The Islamic State is once again in the spotlight courtesy of the mass murder in Orlando, Florida


Editorial June 17, 2016
The Islamic State (IS) is once again in the spotlight courtesy of the mass murder in Orlando, Florida. PHOTO: MUHAMMAD UMAIR/EXPRESS

The Islamic State (IS) is once again in the spotlight courtesy of the mass murder in Orlando, Florida, and there are some interesting observations emanating from the various law enforcement and intelligence agencies investigating the shooting. It will be recalled that the shooter, Omar Mateen, claimed allegiance to the IS in a 911 call he made during the incident. It is apparent that despite the IS claiming Mateen as ‘theirs’ he was in reality self-radicalised via the internet and had no direct linkage to the IS. Inevitably and given the linkage between Pakistan and a range of terrorist and extremist groups, investigators have been looking at Pakistan and in doing so noted the difficulty that the IS is having in establishing itself here — in large part because of the diversity and preeminence of existing terrorist and extremist groups in the country.

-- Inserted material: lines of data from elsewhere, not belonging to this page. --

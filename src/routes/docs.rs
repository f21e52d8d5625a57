use axum::{response::IntoResponse, Json};
use utoipa::OpenApi;

use crate::dto::quiz_dto::{CreateQuestion, CreateQuizPayload};
use crate::models::quiz::{Question, Quiz, QuizSummary};

#[derive(OpenApi)]
#[openapi(
    paths(
        crate::routes::health::health,
        crate::routes::quiz::create_form,
        crate::routes::quiz::create_quiz,
        crate::routes::quiz::list_quizzes_page,
        crate::routes::quiz::list_quizzes,
        crate::routes::quiz::get_quiz,
        crate::routes::quiz::delete_quiz,
    ),
    components(schemas(Quiz, Question, QuizSummary, CreateQuizPayload, CreateQuestion)),
    tags((name = "quizzes", description = "Quiz documents"))
)]
pub struct ApiDoc;

pub async fn openapi_json() -> impl IntoResponse {
    Json(ApiDoc::openapi())
}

Despite government denials as to its presence in-country, the IS has been busy in Pakistan. It does not present any sort of existential threat and operationally is limited, with few verifiably attributable attacks to its name. For the IS in Pakistan, the target is an educated and disaffected middle class, preferably already with extremist leanings. It wants to recruit young men and women not so much as expendable suicide bombers, but as people who can infiltrate and influence bureaucracies, run hospitals, become administrators and conduct cyber-ops. There is a level of awareness of this and ‘agencies’ have broken up recruitment networks in the past year (making something of a nonsense of government claims of an IS non-presence as they do) in both Karachi and Punjab.

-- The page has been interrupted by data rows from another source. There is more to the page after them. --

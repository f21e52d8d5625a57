use serde::{Deserialize, Serialize};
use utoipa::ToSchema;

use crate::utils::nullable::null_as_default;

#[derive(Debug, Clone, PartialEq, Eq, Serialize, Deserialize, ToSchema)]
pub struct Quiz {
    pub id: String,
    #[serde(default, deserialize_with = "null_as_default")]
    pub title: String,
    #[serde(default, deserialize_with = "null_as_default")]
    pub questions: Vec<Question>,
}

#[derive(Debug, Clone, PartialEq, Eq, Serialize, Deserialize, ToSchema)]
pub struct Question {
    pub id: u32,
    #[serde(default, deserialize_with = "null_as_default")]
    pub text: String,
    #[serde(default, skip_serializing_if = "Option::is_none")]
    pub code: Option<String>,
    #[serde(rename = "type", default, deserialize_with = "null_as_default")]
    pub question_type: String,
    #[serde(default, deserialize_with = "null_as_default")]
    pub options: Vec<String>,
    #[serde(default, deserialize_with = "null_as_default")]
    pub answers: Vec<i64>,
}

/// Listing projection of a [`Quiz`].
#[derive(Debug, Clone, PartialEq, Eq, Serialize, Deserialize, ToSchema)]
pub struct QuizSummary {
    pub id: String,
    pub title: String,
}

impl Quiz {
    pub fn to_yaml(&self) -> serde_yaml::Result<String> {
        serde_yaml::to_string(self)
    }

    pub fn from_yaml(raw: &[u8]) -> serde_yaml::Result<Self> {
        serde_yaml::from_slice(raw)
    }
}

The proliferation of local groups that cater to a range of sectarian adherences and are long established and having institutional memories decades old, is going to make territorial gains for the IS in Pakistan a virtual impossibility. Despite this, elements of the virtual caliphate operated by the IS can and will have a footprint nationally because Pakistan is a useful strategic resource for the militant group in part because the job of radicalisation has already been done. A takeover, the capture of the state, was never on the cards — but cherry-picking its human resources most certainly is.

Published in The Express Tribune, June 18th, 2016.